[Stored data entries]
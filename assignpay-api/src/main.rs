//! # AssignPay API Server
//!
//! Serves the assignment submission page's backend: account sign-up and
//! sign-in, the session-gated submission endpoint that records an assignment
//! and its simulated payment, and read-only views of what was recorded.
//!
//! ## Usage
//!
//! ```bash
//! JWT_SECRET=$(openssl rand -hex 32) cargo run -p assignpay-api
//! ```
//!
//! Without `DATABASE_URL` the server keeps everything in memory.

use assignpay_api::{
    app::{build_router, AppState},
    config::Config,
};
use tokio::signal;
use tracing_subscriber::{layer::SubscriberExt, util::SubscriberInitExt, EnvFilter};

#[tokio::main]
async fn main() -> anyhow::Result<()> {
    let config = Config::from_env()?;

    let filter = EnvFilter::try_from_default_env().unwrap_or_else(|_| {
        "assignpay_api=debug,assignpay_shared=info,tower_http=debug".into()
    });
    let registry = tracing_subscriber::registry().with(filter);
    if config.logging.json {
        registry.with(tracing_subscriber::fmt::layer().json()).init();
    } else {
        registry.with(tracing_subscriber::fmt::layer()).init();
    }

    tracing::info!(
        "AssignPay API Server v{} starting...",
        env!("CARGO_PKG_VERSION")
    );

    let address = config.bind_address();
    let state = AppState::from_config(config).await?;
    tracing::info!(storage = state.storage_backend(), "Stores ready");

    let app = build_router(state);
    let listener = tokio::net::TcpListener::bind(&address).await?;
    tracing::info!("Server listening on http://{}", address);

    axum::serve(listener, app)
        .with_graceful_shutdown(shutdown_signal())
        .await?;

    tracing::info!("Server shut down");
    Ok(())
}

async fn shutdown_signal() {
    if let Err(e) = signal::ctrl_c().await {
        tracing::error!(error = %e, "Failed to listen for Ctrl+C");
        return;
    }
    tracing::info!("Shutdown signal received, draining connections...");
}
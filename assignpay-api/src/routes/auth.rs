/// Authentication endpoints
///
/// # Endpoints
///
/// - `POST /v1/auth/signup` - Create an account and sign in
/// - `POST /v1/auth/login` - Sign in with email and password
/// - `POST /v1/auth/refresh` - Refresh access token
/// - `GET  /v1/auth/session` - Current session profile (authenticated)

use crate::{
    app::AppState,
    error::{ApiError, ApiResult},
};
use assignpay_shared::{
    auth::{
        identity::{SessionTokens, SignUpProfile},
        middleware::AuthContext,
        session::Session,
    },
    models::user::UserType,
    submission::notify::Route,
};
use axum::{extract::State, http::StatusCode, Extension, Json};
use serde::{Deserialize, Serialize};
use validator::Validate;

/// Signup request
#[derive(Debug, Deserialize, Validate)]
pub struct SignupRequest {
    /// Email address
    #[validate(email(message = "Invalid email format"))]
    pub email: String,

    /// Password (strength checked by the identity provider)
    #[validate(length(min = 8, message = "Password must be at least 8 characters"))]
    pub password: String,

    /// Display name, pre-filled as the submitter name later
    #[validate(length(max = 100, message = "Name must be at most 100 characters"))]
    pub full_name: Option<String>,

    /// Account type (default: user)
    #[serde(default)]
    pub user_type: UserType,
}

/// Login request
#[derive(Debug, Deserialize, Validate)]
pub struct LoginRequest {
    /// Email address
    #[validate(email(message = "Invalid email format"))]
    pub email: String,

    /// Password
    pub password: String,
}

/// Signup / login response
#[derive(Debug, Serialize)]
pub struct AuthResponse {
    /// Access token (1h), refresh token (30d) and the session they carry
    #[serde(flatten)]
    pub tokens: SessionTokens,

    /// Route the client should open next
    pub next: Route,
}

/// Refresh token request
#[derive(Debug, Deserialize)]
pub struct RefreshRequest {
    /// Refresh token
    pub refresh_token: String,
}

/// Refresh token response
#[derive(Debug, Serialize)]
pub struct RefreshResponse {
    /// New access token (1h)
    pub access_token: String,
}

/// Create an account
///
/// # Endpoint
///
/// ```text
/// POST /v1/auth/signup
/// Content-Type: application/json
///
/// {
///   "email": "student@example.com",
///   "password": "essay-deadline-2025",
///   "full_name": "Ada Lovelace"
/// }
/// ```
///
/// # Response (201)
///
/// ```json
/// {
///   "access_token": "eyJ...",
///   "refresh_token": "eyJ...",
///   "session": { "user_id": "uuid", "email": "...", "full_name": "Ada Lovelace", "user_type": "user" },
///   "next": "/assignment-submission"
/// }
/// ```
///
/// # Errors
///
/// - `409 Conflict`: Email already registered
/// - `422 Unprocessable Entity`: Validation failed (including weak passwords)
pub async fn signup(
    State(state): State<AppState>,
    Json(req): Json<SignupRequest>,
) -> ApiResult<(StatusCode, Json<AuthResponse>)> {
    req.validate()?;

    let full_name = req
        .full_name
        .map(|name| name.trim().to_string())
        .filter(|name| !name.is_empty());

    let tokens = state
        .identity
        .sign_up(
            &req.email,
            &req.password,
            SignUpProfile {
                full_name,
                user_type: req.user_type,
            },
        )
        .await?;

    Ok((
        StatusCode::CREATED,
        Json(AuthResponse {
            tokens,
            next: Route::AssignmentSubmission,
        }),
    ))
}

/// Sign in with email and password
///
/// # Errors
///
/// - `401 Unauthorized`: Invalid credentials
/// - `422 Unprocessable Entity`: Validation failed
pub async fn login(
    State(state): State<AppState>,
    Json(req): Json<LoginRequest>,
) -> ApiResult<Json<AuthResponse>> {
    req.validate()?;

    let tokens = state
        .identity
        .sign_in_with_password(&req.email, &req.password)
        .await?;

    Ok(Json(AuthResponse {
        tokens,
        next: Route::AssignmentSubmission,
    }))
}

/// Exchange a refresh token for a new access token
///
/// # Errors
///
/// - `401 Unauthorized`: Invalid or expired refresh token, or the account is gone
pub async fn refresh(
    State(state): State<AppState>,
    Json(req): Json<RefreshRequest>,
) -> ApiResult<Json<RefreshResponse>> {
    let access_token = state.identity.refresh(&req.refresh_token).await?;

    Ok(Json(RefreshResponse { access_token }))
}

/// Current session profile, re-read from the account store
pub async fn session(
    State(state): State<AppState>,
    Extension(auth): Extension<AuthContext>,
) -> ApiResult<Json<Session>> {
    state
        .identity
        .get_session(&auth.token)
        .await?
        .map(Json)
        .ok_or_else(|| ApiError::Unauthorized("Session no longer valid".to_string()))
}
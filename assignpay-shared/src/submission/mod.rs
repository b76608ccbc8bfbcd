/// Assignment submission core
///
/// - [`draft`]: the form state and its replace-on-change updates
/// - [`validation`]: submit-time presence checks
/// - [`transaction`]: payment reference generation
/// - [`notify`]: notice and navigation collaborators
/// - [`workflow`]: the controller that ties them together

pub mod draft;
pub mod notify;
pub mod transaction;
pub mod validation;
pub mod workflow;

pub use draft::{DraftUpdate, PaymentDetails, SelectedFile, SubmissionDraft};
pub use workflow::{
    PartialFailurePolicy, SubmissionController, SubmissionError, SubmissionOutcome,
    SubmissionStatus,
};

_Exercise directions_. Each line of the data that holds "config" should be copied.

_Answer section_.
    config::Config,
    let config = Config::from_env()?;
    if config.logging.json {
    let address = config.bind_address();
    let state = AppState::from_config(config).await?;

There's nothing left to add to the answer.